It immediately struck me of the similarities with the famous Frosty Boy brand character. We had a brief discussion opining on the resemblance between the two.

OLYMPUS DIGITAL CAMERA

Note: Due to repetitive theft by those who take my intellectual property from this blog without my permission, and reproduce it as merchandise for sale on sites such as Ebay, Redbubble and Trade Me,  I have now watermarked some images. If you are interested in purchasing merch of my designs you can head to my personal Redbubble store.
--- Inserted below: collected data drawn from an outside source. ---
use std::fmt;

use chrono::{DateTime, Utc};
use serde::{Deserialize, Serialize};

/// Identity of the signed-in user as reported by the identity provider.
#[derive(Debug, Clone, PartialEq, Eq, Serialize, Deserialize)]
pub struct UserIdentity {
    pub id: String,
    pub first_name: String,
    pub last_name: String,
    pub email: String,
}

impl UserIdentity {
    /// "First Last", falling back to the email when both names are blank.
    pub fn display_name(&self) -> String {
        let full = format!("{} {}", self.first_name.trim(), self.last_name.trim());
        let full = full.trim();
        if full.is_empty() { self.email.clone() } else { full.to_string() }
    }

    /// Initials used for the avatar button.
    pub fn initials(&self) -> String {
        let initials: String = [&self.first_name, &self.last_name]
            .iter()
            .filter_map(|name| name.trim().chars().next())
            .flat_map(char::to_uppercase)
            .collect();
        if initials.is_empty() {
            self.email.chars().next().map(|c| c.to_uppercase().collect()).unwrap_or_default()
        } else {
            initials
        }
    }
}

/// An active session.
#[derive(Debug, Clone, PartialEq, Eq, Serialize, Deserialize)]
pub struct Session {
    pub id: String,
    pub user: UserIdentity,
    /// How the session was established ("password", "oauth_google", ...)
    pub method: String,
    pub created_at: DateTime<Utc>,
}

/// Which form started an authentication call.
#[derive(Debug, Clone, Copy, PartialEq, Eq, Hash, Serialize, Deserialize)]
pub enum AuthFlow {
    SignIn,
    SignUp,
}

impl AuthFlow {
    /// Static message shown when the call fails.
    pub fn failure_message(self) -> &'static str {
        match self {
            Self::SignIn => "Invalid email or password",
            Self::SignUp => "Sign up failed. Please try again.",
        }
    }

    /// Static message shown when an OAuth attempt fails.
    pub fn oauth_failure_message(self) -> &'static str {
        match self {
            Self::SignIn => "OAuth sign in failed",
            Self::SignUp => "OAuth sign up failed",
        }
    }
}

/// Supported third-party sign-in strategies.
#[derive(Debug, Clone, Copy, PartialEq, Eq, Hash, Serialize, Deserialize)]
pub enum OAuthStrategy {
    Google,
    GitHub,
}

impl OAuthStrategy {
    /// Strategy identifier in the provider's vocabulary.
    pub fn strategy_id(self) -> &'static str {
        match self {
            Self::Google => "oauth_google",
            Self::GitHub => "oauth_github",
        }
    }

    pub fn label(self) -> &'static str {
        match self {
            Self::Google => "Google",
            Self::GitHub => "GitHub",
        }
    }
}

impl fmt::Display for OAuthStrategy {
    fn fmt(&self, f: &mut fmt::Formatter<'_>) -> fmt::Result {
        f.write_str(self.strategy_id())
    }
}

/// Fields collected by the sign-up form.
#[derive(Clone, PartialEq, Eq, Default)]
pub struct SignUpDetails {
    pub first_name: String,
    pub last_name: String,
    pub email: String,
    pub password: String,
}

impl fmt::Debug for SignUpDetails {
    fn fmt(&self, f: &mut fmt::Formatter<'_>) -> fmt::Result {
        f.debug_struct("SignUpDetails")
            .field("first_name", &self.first_name)
            .field("last_name", &self.last_name)
            .field("email", &self.email)
            .field("password", &"<redacted>")
            .finish()
    }
}

/// Result of an authentication call, already reduced to what the UI shows.
#[derive(Debug, Clone, PartialEq)]
pub enum AuthOutcome {
    Succeeded { flow: AuthFlow, session: Session },
    Failed { flow: AuthFlow, message: String },
}

impl AuthOutcome {
    pub fn flow(&self) -> AuthFlow {
        match self {
            Self::Succeeded { flow, .. } | Self::Failed { flow, .. } => *flow,
        }
    }
}

#[cfg(test)]
mod tests {
    use super::*;

    fn user(first: &str, last: &str, email: &str) -> UserIdentity {
        UserIdentity {
            id: "user_1".into(),
            first_name: first.into(),
            last_name: last.into(),
            email: email.into(),
        }
    }

    #[test]
    fn display_name_falls_back_to_email() {
        assert_eq!(user("John", "Doe", "john@example.com").display_name(), "John Doe");
        assert_eq!(user("", " ", "john@example.com").display_name(), "john@example.com");
    }

    #[test]
    fn initials_use_names_then_email() {
        assert_eq!(user("john", "doe", "x@example.com").initials(), "JD");
        assert_eq!(user("", "", "zed@example.com").initials(), "Z");
    }

    #[test]
    fn sign_up_details_debug_hides_password() {
        let details = SignUpDetails {
            password: "hunter2".into(),
            ..Default::default()
        };
        let rendered = format!("{details:?}");
        assert!(!rendered.contains("hunter2"));
        assert!(rendered.contains("<redacted>"));
    }

    #[test]
    fn failure_messages_match_flow() {
        assert_eq!(AuthFlow::SignIn.failure_message(), "Invalid email or password");
        assert_eq!(AuthFlow::SignUp.failure_message(), "Sign up failed. Please try again.");
        assert_eq!(AuthFlow::SignUp.oauth_failure_message(), "OAuth sign up failed");
    }
}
Frosty Boy resonates with most New Zealanders of my generation as a brand they remember well from their childhood, but in actual fact Frosty Boy is not really a Kiwi – he was created in Australia in 1976. I mentioned recently that there are quite a few “cross-overs” in the Australasian market. Frosty boy remained as an Antipodean whole until Bonlac purchased the company from Australian Dairies in the 1990s and split it across the two countries.

The logo has changed very little from inception. Here’s a piece of a milkshake cup I cut out and kept from the late 1980s. The brand is still going strong today and the product range has expanded to include a surprisingly large selection: frozen yoghurt, milkshake syrups , toppings, analogue cream  (layman: mock) powder, Belgian chocolate powder, Chai Latte, slushies, gelato, gourmet syrups, Frappés, jellies, cones, as well as of course their famous soft serve ice cream.
Given the retro/rocker stylings I always assumed, by the time I was aware of and appreciated such things in my late teens, that Frosty Boy was much older than he actually is -from circa mid 1950s to mid 1960s I imagined. But in fact it would have been inspired, like products such as “Fonzies” (see previous post) to cash in on the mid seventies revival heralded by “Happy Days” and “Laverne & Shirley”.
side by side comparison SMALLER WATERMARK copy

Let’s compare the two characters side by side shall we? Hmmm. Interesting.
I definitely think that this Tip-Top cup is the real deal from the first half of the 1960s though, so it preceded Frosty Boy by quite a few years at the least.

Do I think that the Frosty Boy character was an entirely original concept after seeing this? No, I don’t. There’s just too many similarities for it to be a coincidence.

Addendum September 2011: Interestingly, it has come to my attention via a museum that a New Zealand  ice cream concern named Barlow’s was first using the slogan “Often Licked, Never Beaten” probably in the 1930s. It was then used by the Dunedin-based Royal Ice Cream Co. in the 1950s. It‘s  also recalled it was perhaps used by the Snowdrop Ice Cream brand  in Dunedin in the 1950s (possible, but doubtful). This  was later picked up and used by Tip Top for a time – probably by way of Royal brand which it acquired (along with every other Kiwi ice cream business that didn’t just eventually fold under pressure from them). Now synonymous with the Frosty Boy brand. Yet another “coincidence”?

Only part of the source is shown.